WORK TASK
Find where "pub trait ProductRepository" appears in the records below, then return that line and every later line exactly, stopping only at the last line.

START PROVIDED ENTRIES

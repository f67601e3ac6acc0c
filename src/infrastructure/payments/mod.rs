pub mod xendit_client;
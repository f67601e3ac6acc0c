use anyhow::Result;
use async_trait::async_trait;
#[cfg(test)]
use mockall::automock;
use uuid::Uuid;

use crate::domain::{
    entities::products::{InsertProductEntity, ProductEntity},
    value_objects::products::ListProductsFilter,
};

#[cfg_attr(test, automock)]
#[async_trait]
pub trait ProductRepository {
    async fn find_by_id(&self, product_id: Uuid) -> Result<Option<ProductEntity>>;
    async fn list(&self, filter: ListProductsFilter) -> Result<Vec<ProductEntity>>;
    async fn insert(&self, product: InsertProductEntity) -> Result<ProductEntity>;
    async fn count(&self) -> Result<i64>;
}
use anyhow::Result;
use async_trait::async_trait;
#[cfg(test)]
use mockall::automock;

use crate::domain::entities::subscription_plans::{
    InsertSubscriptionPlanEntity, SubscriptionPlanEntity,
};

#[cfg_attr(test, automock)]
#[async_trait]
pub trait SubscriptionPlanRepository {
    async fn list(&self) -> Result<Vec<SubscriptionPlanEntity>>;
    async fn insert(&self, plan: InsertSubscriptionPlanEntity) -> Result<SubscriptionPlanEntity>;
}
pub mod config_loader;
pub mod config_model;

END PROVIDED ENTRIES

EXPECTED OUTPUT
pub trait ProductRepository {
    async fn find_by_id(&self, product_id: Uuid) -> Result<Option<ProductEntity>>;
    async fn list(&self, filter: ListProductsFilter) -> Result<Vec<ProductEntity>>;
    async fn insert(&self, product: InsertProductEntity) -> Result<ProductEntity>;
    async fn count(&self) -> Result<i64>;
}
use anyhow::Result;
use async_trait::async_trait;
#[cfg(test)]
use mockall::automock;

use crate::domain::entities::subscription_plans::{
    InsertSubscriptionPlanEntity, SubscriptionPlanEntity,
};

#[cfg_attr(test, automock)]
#[async_trait]
pub trait SubscriptionPlanRepository {
    async fn list(&self) -> Result<Vec<SubscriptionPlanEntity>>;
    async fn insert(&self, plan: InsertSubscriptionPlanEntity) -> Result<SubscriptionPlanEntity>;
}
pub mod config_loader;
pub mod config_model;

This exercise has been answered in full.